Examine the listing below and state how many of its lines contain the word "LineString". Write only the number.

○ ○ ○ ○ ○

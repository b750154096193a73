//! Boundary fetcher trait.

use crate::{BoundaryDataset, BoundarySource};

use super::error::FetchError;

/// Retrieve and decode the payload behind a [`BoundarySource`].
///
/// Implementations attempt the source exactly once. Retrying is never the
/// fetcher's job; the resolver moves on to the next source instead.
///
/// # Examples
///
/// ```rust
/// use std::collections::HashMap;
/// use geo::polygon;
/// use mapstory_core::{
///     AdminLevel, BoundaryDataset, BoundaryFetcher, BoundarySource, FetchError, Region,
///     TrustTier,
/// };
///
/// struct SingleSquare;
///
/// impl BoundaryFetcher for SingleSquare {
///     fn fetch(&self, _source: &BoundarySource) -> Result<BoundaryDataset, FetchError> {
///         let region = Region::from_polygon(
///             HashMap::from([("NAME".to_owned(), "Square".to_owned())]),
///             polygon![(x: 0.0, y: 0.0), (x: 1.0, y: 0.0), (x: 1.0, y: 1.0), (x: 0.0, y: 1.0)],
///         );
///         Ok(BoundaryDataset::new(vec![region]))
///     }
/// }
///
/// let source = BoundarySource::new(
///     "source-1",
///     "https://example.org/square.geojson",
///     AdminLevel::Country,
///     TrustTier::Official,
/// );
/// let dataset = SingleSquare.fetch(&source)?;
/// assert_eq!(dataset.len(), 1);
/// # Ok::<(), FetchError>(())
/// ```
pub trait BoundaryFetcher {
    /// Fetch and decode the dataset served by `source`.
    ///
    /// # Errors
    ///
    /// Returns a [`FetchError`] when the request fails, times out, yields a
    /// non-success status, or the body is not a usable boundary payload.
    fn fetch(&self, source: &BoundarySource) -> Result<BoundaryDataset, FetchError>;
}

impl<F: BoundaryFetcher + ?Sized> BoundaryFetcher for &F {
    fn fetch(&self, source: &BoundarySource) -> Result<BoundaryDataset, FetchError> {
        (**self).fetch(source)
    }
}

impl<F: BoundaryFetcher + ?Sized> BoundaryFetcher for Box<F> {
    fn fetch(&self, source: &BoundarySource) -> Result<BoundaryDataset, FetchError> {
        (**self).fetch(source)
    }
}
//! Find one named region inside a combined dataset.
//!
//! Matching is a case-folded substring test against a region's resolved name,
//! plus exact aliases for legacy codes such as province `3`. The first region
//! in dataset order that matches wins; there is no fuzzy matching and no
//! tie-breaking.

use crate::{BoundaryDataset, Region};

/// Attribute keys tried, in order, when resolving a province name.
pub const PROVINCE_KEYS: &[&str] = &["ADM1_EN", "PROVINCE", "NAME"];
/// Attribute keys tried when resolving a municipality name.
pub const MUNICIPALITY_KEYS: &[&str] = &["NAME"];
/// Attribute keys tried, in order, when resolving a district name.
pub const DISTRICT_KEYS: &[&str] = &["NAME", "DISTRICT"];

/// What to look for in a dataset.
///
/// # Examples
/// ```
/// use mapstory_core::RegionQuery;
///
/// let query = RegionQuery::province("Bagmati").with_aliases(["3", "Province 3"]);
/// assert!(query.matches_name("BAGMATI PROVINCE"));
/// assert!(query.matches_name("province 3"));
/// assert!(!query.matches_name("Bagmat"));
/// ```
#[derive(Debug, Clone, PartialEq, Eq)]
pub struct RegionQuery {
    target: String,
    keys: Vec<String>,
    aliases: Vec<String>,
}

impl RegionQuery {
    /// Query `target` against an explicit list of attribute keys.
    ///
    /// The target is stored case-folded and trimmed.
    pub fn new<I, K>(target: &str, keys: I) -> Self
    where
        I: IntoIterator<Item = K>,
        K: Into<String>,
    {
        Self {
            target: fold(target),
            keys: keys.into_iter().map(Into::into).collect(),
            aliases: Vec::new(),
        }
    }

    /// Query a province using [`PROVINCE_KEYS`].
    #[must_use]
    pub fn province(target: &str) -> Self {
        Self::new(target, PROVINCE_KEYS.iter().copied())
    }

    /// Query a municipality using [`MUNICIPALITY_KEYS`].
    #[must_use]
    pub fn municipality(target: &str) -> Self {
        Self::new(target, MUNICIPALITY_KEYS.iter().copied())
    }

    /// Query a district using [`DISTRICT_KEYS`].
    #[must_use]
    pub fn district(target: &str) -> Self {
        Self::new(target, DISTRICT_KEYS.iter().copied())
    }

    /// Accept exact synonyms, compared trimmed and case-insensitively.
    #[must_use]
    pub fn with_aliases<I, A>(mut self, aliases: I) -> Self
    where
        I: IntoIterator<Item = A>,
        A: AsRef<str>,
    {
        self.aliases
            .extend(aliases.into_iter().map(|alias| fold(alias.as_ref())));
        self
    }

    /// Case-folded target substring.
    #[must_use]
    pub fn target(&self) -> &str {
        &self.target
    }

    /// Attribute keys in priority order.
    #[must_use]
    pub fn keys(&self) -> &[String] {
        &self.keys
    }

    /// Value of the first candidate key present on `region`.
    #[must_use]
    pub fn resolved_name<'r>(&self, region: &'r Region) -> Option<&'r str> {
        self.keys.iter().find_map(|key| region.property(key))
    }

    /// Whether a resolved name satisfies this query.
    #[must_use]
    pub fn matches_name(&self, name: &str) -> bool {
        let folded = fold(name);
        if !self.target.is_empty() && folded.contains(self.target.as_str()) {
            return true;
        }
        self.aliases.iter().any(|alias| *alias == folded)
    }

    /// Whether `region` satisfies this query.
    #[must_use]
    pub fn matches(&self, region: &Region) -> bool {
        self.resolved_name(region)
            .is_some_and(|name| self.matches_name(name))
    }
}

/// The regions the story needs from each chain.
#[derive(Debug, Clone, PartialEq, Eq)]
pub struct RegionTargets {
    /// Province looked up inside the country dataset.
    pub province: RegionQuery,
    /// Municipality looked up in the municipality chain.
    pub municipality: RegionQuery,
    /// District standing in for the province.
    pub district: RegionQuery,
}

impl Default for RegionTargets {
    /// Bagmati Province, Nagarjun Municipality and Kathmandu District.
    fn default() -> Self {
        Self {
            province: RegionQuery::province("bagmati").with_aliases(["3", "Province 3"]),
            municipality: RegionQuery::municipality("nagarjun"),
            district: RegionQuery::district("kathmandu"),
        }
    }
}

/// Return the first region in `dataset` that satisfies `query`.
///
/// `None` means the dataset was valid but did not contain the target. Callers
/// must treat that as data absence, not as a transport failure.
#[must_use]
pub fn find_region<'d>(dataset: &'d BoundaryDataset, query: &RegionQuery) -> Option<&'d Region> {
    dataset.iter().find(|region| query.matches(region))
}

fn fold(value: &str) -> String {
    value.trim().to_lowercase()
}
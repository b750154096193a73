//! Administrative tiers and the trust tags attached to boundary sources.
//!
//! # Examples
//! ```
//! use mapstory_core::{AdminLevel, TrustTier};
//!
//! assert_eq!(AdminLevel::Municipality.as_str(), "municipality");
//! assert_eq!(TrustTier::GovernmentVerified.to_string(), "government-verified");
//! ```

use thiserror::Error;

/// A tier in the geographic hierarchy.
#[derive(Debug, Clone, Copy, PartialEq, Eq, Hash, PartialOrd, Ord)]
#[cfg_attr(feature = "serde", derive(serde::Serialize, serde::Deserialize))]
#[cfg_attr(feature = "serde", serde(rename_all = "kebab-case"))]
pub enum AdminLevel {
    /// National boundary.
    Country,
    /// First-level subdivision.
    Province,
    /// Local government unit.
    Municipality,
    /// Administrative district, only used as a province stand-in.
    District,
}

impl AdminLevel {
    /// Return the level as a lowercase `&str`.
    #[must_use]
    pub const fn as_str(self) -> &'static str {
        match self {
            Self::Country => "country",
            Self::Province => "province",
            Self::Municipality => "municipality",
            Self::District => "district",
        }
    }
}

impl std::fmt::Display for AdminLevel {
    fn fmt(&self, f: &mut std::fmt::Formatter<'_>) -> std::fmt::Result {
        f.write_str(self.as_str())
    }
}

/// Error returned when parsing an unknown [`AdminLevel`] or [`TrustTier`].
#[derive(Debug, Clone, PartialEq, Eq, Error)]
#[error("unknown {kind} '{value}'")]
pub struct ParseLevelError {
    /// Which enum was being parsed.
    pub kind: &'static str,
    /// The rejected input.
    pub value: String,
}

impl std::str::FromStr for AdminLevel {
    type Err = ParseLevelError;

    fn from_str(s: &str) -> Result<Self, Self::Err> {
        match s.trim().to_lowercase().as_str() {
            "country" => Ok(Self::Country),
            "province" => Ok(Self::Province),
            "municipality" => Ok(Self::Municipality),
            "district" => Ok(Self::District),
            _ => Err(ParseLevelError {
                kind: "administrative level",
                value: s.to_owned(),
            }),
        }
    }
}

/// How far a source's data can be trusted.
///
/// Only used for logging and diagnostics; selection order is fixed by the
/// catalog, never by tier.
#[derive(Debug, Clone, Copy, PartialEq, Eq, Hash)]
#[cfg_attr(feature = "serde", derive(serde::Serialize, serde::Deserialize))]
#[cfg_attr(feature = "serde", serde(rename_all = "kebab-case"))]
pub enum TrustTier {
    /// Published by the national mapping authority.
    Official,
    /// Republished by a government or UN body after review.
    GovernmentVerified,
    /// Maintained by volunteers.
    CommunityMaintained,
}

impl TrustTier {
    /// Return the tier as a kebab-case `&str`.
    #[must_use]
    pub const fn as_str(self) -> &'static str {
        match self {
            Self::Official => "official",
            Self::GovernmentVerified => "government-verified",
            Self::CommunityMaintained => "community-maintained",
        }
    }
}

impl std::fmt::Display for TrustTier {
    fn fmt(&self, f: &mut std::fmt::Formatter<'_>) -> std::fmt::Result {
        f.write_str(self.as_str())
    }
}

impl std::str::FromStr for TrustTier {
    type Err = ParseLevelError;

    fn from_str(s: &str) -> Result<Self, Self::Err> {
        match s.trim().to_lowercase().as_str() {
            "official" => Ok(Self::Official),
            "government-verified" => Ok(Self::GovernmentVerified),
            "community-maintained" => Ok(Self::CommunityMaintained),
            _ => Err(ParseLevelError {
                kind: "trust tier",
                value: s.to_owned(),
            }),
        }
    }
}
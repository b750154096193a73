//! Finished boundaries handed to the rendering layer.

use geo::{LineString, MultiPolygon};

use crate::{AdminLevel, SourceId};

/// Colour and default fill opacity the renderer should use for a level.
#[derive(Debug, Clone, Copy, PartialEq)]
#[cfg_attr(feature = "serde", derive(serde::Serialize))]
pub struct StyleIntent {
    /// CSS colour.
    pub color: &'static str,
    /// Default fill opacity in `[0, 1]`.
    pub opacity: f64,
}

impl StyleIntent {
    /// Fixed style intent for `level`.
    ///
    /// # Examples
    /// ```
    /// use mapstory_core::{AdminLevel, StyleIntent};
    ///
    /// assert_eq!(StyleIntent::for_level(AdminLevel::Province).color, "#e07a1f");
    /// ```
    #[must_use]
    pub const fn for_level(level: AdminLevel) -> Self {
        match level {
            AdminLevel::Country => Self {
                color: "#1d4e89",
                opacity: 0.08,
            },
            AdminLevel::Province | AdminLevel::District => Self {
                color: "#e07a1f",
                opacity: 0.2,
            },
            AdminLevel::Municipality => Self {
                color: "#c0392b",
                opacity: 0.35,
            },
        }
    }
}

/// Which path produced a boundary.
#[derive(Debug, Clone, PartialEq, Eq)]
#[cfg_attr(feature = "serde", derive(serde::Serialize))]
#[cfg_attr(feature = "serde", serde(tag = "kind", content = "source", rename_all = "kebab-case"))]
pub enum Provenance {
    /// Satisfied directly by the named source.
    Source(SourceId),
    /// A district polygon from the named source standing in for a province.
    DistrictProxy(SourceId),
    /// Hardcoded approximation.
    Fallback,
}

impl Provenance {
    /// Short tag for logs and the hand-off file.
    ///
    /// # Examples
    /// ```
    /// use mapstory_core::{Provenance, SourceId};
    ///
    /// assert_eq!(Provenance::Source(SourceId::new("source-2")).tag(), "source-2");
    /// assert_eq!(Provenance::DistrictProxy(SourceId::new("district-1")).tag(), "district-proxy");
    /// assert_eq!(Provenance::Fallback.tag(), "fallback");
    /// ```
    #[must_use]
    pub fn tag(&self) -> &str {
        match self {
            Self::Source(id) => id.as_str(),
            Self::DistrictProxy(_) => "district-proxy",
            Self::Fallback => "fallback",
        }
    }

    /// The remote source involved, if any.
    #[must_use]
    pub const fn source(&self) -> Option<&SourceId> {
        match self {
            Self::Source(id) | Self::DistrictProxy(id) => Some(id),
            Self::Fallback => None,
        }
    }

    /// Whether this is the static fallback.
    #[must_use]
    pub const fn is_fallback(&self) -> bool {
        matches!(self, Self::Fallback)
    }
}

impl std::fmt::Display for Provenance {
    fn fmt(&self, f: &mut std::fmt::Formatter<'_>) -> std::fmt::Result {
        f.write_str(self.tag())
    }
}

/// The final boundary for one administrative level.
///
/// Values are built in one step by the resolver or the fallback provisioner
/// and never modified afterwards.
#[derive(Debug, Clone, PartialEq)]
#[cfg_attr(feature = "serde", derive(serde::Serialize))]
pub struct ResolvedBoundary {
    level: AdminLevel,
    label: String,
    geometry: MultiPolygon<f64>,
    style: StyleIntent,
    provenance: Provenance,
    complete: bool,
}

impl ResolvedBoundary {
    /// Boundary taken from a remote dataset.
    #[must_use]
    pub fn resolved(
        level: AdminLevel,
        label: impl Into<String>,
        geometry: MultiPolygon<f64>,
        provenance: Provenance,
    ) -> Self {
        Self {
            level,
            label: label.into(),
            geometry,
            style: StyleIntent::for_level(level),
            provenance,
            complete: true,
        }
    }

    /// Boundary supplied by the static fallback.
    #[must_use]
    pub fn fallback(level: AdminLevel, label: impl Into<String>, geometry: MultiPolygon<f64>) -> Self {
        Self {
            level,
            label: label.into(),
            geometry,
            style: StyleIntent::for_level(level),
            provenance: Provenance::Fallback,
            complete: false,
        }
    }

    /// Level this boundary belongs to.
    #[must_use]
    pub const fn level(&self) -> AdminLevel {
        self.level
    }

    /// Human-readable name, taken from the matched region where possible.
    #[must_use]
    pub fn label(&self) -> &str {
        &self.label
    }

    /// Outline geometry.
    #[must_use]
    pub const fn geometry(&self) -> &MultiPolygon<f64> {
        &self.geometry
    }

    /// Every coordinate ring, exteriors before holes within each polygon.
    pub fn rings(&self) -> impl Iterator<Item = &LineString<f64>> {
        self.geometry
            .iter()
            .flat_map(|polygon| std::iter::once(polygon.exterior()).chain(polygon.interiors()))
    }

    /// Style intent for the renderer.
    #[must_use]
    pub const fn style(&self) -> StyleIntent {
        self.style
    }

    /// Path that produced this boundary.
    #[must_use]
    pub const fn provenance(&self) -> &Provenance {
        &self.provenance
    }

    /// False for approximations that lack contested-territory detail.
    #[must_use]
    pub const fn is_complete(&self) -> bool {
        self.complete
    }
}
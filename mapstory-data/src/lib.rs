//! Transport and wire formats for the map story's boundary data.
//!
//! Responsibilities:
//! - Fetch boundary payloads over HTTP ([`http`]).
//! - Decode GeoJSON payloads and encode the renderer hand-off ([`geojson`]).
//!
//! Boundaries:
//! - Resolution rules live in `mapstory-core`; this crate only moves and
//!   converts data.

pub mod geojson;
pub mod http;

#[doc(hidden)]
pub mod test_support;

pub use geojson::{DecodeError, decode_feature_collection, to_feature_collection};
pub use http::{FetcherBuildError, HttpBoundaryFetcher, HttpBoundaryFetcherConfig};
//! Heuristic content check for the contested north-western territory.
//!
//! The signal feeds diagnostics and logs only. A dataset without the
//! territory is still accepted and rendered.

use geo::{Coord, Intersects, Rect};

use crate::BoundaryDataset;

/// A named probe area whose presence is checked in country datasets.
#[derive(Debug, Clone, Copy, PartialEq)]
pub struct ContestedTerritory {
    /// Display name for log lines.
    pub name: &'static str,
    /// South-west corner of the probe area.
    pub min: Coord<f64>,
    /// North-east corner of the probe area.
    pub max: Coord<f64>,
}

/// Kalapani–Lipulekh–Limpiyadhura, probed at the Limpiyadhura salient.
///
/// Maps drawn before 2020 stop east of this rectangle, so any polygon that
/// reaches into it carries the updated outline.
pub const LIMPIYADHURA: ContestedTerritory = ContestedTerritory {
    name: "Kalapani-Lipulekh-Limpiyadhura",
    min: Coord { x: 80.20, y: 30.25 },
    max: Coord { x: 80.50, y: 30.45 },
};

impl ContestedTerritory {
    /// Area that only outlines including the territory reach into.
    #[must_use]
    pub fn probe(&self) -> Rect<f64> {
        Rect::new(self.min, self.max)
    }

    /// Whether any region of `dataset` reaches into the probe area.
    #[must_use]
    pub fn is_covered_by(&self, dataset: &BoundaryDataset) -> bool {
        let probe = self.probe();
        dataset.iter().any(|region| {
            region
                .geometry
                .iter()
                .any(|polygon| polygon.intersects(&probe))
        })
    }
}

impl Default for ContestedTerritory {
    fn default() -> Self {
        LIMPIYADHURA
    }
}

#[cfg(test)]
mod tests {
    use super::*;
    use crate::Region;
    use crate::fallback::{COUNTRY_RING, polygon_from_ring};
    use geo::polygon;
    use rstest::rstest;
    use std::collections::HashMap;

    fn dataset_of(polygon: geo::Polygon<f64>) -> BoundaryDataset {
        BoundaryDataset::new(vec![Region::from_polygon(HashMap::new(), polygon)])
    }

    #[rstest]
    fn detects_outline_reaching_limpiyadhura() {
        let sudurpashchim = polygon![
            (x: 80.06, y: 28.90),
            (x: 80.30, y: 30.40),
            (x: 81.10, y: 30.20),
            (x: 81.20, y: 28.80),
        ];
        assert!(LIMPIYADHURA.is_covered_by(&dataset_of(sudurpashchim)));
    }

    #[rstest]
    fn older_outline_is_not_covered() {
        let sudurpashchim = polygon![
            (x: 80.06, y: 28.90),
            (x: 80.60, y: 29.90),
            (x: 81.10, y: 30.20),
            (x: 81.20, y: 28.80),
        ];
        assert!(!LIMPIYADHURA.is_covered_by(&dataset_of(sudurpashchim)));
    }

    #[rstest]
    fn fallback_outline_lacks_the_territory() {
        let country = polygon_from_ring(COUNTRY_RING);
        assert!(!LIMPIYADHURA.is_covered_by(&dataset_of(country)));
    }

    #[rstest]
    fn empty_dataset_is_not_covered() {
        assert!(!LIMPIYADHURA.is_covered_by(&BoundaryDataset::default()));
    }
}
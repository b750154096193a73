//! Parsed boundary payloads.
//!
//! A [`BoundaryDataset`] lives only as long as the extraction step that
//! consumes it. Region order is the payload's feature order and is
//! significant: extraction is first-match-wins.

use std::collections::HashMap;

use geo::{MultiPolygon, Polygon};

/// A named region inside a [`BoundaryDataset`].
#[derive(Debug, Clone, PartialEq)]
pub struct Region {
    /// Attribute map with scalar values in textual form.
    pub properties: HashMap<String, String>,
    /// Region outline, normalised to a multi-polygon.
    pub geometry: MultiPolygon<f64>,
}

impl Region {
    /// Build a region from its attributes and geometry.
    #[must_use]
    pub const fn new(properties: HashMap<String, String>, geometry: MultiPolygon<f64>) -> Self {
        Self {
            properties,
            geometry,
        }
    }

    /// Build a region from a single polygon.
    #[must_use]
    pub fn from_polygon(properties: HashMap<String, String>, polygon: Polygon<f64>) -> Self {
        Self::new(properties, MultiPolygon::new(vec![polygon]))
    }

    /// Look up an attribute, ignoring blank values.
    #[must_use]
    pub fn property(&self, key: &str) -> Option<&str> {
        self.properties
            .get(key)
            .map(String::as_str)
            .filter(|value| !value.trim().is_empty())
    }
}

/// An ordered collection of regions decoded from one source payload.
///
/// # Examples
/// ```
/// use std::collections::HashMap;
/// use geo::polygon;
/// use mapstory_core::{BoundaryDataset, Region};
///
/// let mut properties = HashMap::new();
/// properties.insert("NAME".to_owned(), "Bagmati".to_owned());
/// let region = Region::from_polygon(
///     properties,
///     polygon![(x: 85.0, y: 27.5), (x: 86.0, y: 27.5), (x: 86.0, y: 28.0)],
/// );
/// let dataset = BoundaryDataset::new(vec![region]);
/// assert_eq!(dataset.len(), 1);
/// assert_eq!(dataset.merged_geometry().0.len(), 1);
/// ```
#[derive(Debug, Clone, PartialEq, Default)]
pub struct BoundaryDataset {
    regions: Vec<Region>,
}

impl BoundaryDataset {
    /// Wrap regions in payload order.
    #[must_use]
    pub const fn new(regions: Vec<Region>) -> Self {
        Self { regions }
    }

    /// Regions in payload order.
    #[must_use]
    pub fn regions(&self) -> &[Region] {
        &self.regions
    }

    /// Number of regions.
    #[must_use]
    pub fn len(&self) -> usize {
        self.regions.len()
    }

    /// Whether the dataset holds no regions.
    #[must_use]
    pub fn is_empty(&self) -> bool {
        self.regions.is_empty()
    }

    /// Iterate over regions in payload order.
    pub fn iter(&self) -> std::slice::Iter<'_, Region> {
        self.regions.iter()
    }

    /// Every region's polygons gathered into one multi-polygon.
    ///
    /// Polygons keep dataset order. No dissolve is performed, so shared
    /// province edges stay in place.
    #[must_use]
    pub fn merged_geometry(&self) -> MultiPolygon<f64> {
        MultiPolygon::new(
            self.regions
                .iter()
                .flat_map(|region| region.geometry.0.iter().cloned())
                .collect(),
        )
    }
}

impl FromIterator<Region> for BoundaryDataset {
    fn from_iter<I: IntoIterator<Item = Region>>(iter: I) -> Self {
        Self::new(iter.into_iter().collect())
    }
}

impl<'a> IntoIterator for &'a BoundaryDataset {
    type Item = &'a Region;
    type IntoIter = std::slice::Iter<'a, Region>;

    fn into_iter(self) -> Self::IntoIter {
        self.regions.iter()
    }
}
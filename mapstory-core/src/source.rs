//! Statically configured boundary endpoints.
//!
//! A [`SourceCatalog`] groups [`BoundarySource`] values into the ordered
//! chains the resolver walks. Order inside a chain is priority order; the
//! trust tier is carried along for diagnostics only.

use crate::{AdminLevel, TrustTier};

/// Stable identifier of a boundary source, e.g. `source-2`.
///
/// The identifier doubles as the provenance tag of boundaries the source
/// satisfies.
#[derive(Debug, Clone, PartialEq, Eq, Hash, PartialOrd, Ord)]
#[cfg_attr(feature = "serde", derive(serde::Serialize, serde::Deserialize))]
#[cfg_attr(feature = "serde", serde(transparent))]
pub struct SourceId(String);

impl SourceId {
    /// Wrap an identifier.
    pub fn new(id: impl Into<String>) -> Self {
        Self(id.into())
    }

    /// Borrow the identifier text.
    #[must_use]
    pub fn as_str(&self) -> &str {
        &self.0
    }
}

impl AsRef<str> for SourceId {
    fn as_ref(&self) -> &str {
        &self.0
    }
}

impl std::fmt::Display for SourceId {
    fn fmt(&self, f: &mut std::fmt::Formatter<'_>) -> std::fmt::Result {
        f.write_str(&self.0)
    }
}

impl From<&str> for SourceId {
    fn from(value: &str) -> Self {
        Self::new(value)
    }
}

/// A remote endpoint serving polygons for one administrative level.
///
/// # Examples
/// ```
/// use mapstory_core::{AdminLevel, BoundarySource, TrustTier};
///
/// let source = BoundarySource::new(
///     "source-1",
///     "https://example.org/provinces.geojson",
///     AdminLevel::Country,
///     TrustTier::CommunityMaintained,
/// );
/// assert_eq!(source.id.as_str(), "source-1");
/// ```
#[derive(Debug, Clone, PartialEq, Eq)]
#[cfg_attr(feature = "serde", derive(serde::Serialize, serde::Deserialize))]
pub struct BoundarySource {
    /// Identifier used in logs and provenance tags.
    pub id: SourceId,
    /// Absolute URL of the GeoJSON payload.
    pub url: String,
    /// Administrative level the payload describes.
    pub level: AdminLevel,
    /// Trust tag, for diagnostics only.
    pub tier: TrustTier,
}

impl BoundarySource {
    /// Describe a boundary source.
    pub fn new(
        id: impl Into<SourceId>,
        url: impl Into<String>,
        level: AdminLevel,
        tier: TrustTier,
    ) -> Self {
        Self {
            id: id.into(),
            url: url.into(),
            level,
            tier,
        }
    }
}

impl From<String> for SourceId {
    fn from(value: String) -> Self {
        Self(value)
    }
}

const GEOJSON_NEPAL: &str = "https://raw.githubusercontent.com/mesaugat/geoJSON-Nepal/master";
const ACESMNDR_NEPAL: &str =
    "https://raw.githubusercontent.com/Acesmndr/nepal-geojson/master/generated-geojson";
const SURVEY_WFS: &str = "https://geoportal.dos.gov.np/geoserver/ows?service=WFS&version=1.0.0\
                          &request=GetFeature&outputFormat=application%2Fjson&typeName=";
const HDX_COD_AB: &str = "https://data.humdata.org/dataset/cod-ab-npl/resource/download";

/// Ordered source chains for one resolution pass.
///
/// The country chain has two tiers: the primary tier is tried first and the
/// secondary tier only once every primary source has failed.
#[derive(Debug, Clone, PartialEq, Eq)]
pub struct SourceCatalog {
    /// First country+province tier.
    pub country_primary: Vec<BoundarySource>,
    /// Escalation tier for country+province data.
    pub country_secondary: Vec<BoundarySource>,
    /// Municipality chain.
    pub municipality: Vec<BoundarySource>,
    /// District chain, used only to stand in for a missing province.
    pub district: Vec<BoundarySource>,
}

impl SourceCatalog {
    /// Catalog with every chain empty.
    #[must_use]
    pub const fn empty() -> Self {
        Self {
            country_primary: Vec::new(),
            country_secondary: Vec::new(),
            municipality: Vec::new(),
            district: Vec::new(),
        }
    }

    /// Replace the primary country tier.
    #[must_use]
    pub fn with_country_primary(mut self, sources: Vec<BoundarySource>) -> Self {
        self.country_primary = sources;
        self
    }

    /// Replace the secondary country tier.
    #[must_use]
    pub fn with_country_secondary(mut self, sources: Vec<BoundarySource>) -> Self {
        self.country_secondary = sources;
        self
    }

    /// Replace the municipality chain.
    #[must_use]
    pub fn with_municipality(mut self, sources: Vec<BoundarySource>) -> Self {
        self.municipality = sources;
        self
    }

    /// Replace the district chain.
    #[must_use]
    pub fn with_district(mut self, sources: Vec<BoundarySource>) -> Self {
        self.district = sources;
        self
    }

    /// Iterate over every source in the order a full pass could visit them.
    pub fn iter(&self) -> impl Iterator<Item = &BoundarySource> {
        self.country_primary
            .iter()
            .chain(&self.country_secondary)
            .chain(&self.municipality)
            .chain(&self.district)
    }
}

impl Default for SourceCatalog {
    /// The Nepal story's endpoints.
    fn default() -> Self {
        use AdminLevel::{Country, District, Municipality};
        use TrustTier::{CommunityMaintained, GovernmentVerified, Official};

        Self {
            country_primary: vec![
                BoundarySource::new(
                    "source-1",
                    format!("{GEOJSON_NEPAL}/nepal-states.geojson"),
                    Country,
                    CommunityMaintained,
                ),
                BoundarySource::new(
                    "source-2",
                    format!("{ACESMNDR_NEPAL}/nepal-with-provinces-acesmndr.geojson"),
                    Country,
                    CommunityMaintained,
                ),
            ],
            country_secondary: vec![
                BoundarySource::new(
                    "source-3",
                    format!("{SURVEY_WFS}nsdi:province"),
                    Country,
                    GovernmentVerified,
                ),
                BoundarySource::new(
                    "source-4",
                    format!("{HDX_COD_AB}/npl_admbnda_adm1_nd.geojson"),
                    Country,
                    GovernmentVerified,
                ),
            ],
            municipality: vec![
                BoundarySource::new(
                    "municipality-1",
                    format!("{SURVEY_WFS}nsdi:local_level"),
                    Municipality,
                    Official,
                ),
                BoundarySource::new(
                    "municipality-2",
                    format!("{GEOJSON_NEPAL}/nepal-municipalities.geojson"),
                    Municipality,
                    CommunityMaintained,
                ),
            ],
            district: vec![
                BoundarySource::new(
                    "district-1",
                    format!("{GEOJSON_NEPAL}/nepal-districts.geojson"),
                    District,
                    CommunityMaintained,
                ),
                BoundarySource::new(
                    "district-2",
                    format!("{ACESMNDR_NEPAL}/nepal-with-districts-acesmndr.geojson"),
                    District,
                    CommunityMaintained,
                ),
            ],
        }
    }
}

○ ○ ○ ○ ○

» Task solution: 2